• WORK TASK: Some lines hold the string "respondent". Copy all of them from the material that follows.

★ ★ ★ ★ ★ ★ ★

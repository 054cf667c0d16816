use axum::{
    extract::State,
    http::StatusCode,
    response::{IntoResponse, Response},
    routing::post,
    Json, Router,
};
use serde_json::{json, Value};
use std::collections::HashMap;
use std::sync::{Arc, Mutex};
use std::time::Duration;
use tokio::net::TcpListener;

use api::{AuthClient, ContentClient, MemoryTokenStore};

/// One judgment the mock library serves, with an optional response delay.
#[derive(Clone)]
pub struct Entry {
    pub record: Value,
    pub delay: Duration,
}

#[derive(Clone, Default)]
pub struct Library {
    entries: Arc<Mutex<HashMap<i64, Entry>>>,
    lookups: Arc<Mutex<Vec<i64>>>,
}

impl Library {
    pub fn insert(&self, id: i64, record: Value) {
        self.insert_delayed(id, record, Duration::ZERO);
    }

    pub fn insert_delayed(&self, id: i64, record: Value, delay: Duration) {
        self.entries
            .lock()
            .unwrap()
            .insert(id, Entry { record, delay });
    }

    /// Ids looked up so far, in arrival order.
    pub fn lookups(&self) -> Vec<i64> {
        self.lookups.lock().unwrap().clone()
    }
}

pub fn judgment(id: i64, appellant: &str, respondent: &str) -> Value {
    json!({
        "id": id,
        "citation": format!("({id}) SCC 1"),
        "court": "High Court of Kerala",
        "appellant": appellant,
        "respondent": respondent,
        "caseNo": format!("W.P.(C) {id}/2022"),
        "date": "2023-01-17",
        "issue": "Whether the acquisition lapsed.",
        "lawPoints": "Section 24(2), RFCTLARR Act",
        "held": "Acquisition deemed to have lapsed.",
        "facts": "   ",
        "disposition": "Writ petition allowed."
    })
}

async fn lookup(State(library): State<Library>, Json(body): Json<Value>) -> Response {
    let id = body["id"].as_i64().unwrap_or_default();
    library.lookups.lock().unwrap().push(id);
    let entry = library.entries.lock().unwrap().get(&id).cloned();
    match entry {
        Some(entry) => {
            tokio::time::sleep(entry.delay).await;
            Json(json!({ "results": [entry.record], "total": 1 })).into_response()
        }
        None => Json(json!({ "results": [], "total": 0 })).into_response(),
    }
}

async fn login(Json(body): Json<Value>) -> Response {
    let email = body["email"].as_str().unwrap_or_default();
    if body["password"] != "open-sesame" {
        return (
            StatusCode::UNAUTHORIZED,
            Json(json!({ "kind": "Unauthorized", "message": "Invalid email or password" })),
        )
            .into_response();
    }
    Json(json!({
        "access_token": format!("at-{email}"),
        "refresh_token": format!("rt-{email}"),
        "user": { "name": "Ravi Iyer", "email": email }
    }))
    .into_response()
}

pub struct TestSite {
    pub library: Library,
    pub base_url: String,
}

impl TestSite {
    pub fn content(&self) -> ContentClient {
        ContentClient::new(self.base_url.clone(), Duration::from_secs(5))
    }

    pub fn auth(&self) -> AuthClient<MemoryTokenStore> {
        AuthClient::new(
            self.base_url.clone(),
            Duration::from_secs(5),
            MemoryTokenStore::new(),
        )
    }
}

pub async fn spawn_site() -> TestSite {
    let library = Library::default();
    let router = Router::new()
        .route("/judgments/lookup", post(lookup))
        .route("/auth/login", post(login))
        .with_state(library.clone());

    let listener = TcpListener::bind("127.0.0.1:0").await.unwrap();
    let addr = listener.local_addr().unwrap();
    tokio::spawn(async move {
        axum::serve(listener, router).await.unwrap();
    });

    TestSite {
        library,
        base_url: format!("http://{addr}"),
    }
}
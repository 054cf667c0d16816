use dioxus::prelude::*;

/// Labelled form field. Shows `error` under the control and marks it invalid.
#[component]
pub fn TextField(
    name: String,
    #[props(default)] label: String,
    #[props(default)] value: String,
    on_input: EventHandler<String>,
    #[props(default)] placeholder: String,
    #[props(default = "text".to_string())] input_type: String,
    /// Renders a textarea instead of an input.
    #[props(default = false)]
    multiline: bool,
    #[props(default)] error: Option<String>,
    #[props(default = false)] disabled: bool,
) -> Element {
    let field_id = format!("field-{name}");
    let error_id = format!("{field_id}-error");
    let invalid = error.is_some();

    rsx! {
        document::Link { rel: "stylesheet", href: asset!("./style.css") }
        div { class: "field", "data-invalid": invalid,
            if !label.is_empty() {
                label { class: "field-label", r#for: "{field_id}", "{label}" }
            }
            if multiline {
                textarea {
                    id: "{field_id}",
                    class: "field-control",
                    name: "{name}",
                    rows: 5,
                    value: value,
                    placeholder: placeholder,
                    disabled: disabled,
                    "aria-invalid": invalid,
                    "aria-describedby": if invalid { error_id.clone() } else { String::new() },
                    oninput: move |evt| on_input.call(evt.value()),
                }
            } else {
                input {
                    id: "{field_id}",
                    class: "field-control",
                    name: "{name}",
                    r#type: "{input_type}",
                    value: value,
                    placeholder: placeholder,
                    disabled: disabled,
                    "aria-invalid": invalid,
                    "aria-describedby": if invalid { error_id.clone() } else { String::new() },
                    oninput: move |evt| on_input.call(evt.value()),
                }
            }
            if let Some(message) = error {
                p { id: "{error_id}", class: "field-error", "{message}" }
            }
        }
    }
}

★ ★ ★ ★ ★ ★ ★

• TASK SOLUTION:
pub fn judgment(id: i64, appellant: &str, respondent: &str) -> Value {
        "respondent": respondent,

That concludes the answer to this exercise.